Microsoft hat seinen Sitz in den USA und Microsoft 365 ist eine Cloud-Lösung, das heißt, die Daten liegen auf Servern, v.a. auch in den USA. Man nennt das einen sog. Drittstaatentransfer d.h. es findet eine Verarbeitung von Daten außerhalb der EU statt. Doch sogar, wenn die Daten nur auf deutschen Servern liegen würden, wären aufgrund der rechtlichen Situation in den USA so, dass Microsoft bestimmte Daten an US-Behörden herausgeben müssten, wenn diese danach fragen.
Nun ist es aber leider so, dass die Datenschutzbestimmungen in den USA nicht konform sind mit der in Deutschland geltenden DSGVO. Deshalb braucht man mit Anbietern außerhalb der EU eine gesonderte Rechtsgrundlage. Das Privacy Shield ist als Rechtsgrundlage weggefallen, das heißt, Unternehmen, die Microsoft 365 einsetzten, brauchen eigene vertragliche Regelungen (v.a. Auftragsverarbeitungsverträge und sog. Standarddatenschutzklauseln), die die Datenverarbeitung regeln.
Man könnte sich vorstellen: ok, dann schließe ich halt diese Verträge ab – und dann bin ich rechtskonform unterwegs? Dem ist aber leider nicht so. Die DSK hat 2020 entschieden, dass Office 365 rechtswidrig ist, weil es eigentlich de facto nicht datenschutzkonform genutzt werden kann. Es gibt viele Datenschützer, die das differenziert sehen.
Microsoft Products and Services Data Protection Addendum (DPA) vom 01.09.2025
Am 1. September 2025 hat Microsoft eine neue Version seines Data Protection Addendums (DPA) veröffentlicht, das als zentrales Dokument für den Datenschutz bei Microsoft 365 dient.
Praktische Auswirkungen:
Für den Datenschutz bei den meisten "normalen" Unternehmen ergeben sich aus diesen Änderungen keine wirklich relevanten Neuerungen. Die Ergänzung zum Data Act und die Zusage zum Schutz vor staatlichen Anordnungen könnten jedoch für Behörden und Regierungsstellen von Bedeutung sein, wobei Microsoft sich weiterhin an geltendes Recht halten muss.

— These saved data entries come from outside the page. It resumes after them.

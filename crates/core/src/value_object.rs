//! Value object trait: equality by value, not identity.

/// Marker trait for value objects.
///
/// Value objects have no identity and are compared by their attributes. The
/// priced fields of an order are a value object: two orders with equal priced
/// fields always carry the same price.
///
/// ```ignore
/// #[derive(Debug, Clone, PartialEq, Eq)]
/// struct ShiftWindow { start: ShiftTime, end: ShiftTime }
///
/// impl ValueObject for ShiftWindow {}
/// ```
pub trait ValueObject: Clone + PartialEq + core::fmt::Debug {}
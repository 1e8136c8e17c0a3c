use core::str::FromStr;
use serde::{Deserialize, Serialize};
use uuid::Uuid;

/// Identity of an authenticated principal (back-office user, service account).
#[derive(Debug, Copy, Clone, PartialEq, Eq, Hash, Serialize, Deserialize)]
#[serde(transparent)]
pub struct PrincipalId(Uuid);

impl PrincipalId {
    pub fn new() -> Self {
        Self(Uuid::now_v7())
    }
}

impl Default for PrincipalId {
    fn default() -> Self {
        Self::new()
    }
}

impl core::fmt::Display for PrincipalId {
    fn fmt(&self, f: &mut core::fmt::Formatter<'_>) -> core::fmt::Result {
        core::fmt::Display::fmt(&self.0, f)
    }
}

impl From<Uuid> for PrincipalId {
    fn from(value: Uuid) -> Self {
        Self(value)
    }
}

impl FromStr for PrincipalId {
    type Err = uuid::Error;

    fn from_str(s: &str) -> Result<Self, Self::Err> {
        Ok(Self(Uuid::from_str(s)?))
    }
}

/// A resolved principal, after the admin lookup.
#[derive(Debug, Clone, Copy, PartialEq, Eq, Serialize)]
pub struct Principal {
    pub principal_id: PrincipalId,
    pub is_admin: bool,
}
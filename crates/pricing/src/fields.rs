//! The priced subset of a service order.

use std::collections::BTreeSet;

use serde::{Deserialize, Serialize};

use cleanops_core::ValueObject;

use crate::catalog::{AddOnService, CleaningType};
use crate::count::RoomCount;

/// Every input of the pricing rule table, and nothing else.
///
/// Field names follow the stored document (`numberOfRooms`, `numberOfBalcony`,
/// `laundryLoads`, ...). The default value is a fresh order: all counts zero,
/// no cleaning type, no add-ons.
#[derive(Debug, Clone, PartialEq, Eq, Default, Serialize, Deserialize)]
#[serde(rename_all = "camelCase", default)]
pub struct PricedFields {
    pub cleaning_type: Option<CleaningType>,
    pub selected_services: BTreeSet<AddOnService>,
    pub number_of_rooms: RoomCount,
    pub number_of_bathrooms: RoomCount,
    pub number_of_kitchens: RoomCount,
    pub number_of_living_rooms: RoomCount,
    pub number_of_walls: u32,
    pub number_of_windows: u32,
    pub number_of_balcony: u32,
    pub laundry_loads: u32,
}

impl ValueObject for PricedFields {}

impl PricedFields {
    pub fn has_service(&self, service: AddOnService) -> bool {
        self.selected_services.contains(&service)
    }

    /// Set or clear one add-on. Returns whether membership changed.
    pub fn set_service(&mut self, service: AddOnService, selected: bool) -> bool {
        if selected {
            self.selected_services.insert(service)
        } else {
            self.selected_services.remove(&service)
        }
    }

    pub fn rooms(&self) -> u32 {
        self.number_of_rooms.value()
    }

    pub fn bathrooms(&self) -> u32 {
        self.number_of_bathrooms.value()
    }

    pub fn kitchens(&self) -> u32 {
        self.number_of_kitchens.value()
    }

    pub fn living_rooms(&self) -> u32 {
        self.number_of_living_rooms.value()
    }
}

#[cfg(test)]
mod tests {
    use super::*;

    #[test]
    fn default_is_an_empty_order() {
        let fields = PricedFields::default();
        assert_eq!(fields.cleaning_type, None);
        assert!(fields.selected_services.is_empty());
        assert_eq!(fields.rooms() + fields.bathrooms() + fields.kitchens(), 0);
        assert_eq!(fields.laundry_loads, 0);
    }

    #[test]
    fn set_service_reports_membership_changes() {
        let mut fields = PricedFields::default();
        assert!(fields.set_service(AddOnService::Dishes, true));
        assert!(!fields.set_service(AddOnService::Dishes, true));
        assert!(fields.has_service(AddOnService::Dishes));
        assert!(fields.set_service(AddOnService::Dishes, false));
        assert!(!fields.has_service(AddOnService::Dishes));
    }

    #[test]
    fn deserializes_document_field_names() {
        let json = r#"{
            "cleaningType": "Deep Cleaning",
            "selectedServices": ["Dishes", "Garage Floor", "Dishes"],
            "numberOfRooms": "2",
            "numberOfBalcony": 1
        }"#;
        let fields: PricedFields = serde_json::from_str(json).unwrap();
        assert_eq!(fields.cleaning_type, Some(CleaningType::Deep));
        assert_eq!(fields.selected_services.len(), 2);
        assert_eq!(fields.rooms(), 2);
        assert_eq!(fields.number_of_balcony, 1);
        assert_eq!(fields.number_of_windows, 0);
    }
}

Einstellung des Durchsetzungsverfahrens im Zusammenhang mit der Nutzung von Microsoft 365 durch die Kommission
Letter to Commission: Closure of enforcement proceedings in the Commission’s use of Microsoft 365
Der Europäische Datenschutzbeauftragte (EDSB), Wojciech Rafał Wiewiórowski, hat das Vollstreckungsverfahren (Fall 2021-0518) gegen die Europäische Kommission bezüglich deren Nutzung von Microsoft 365 (M365) offiziell eingestellt.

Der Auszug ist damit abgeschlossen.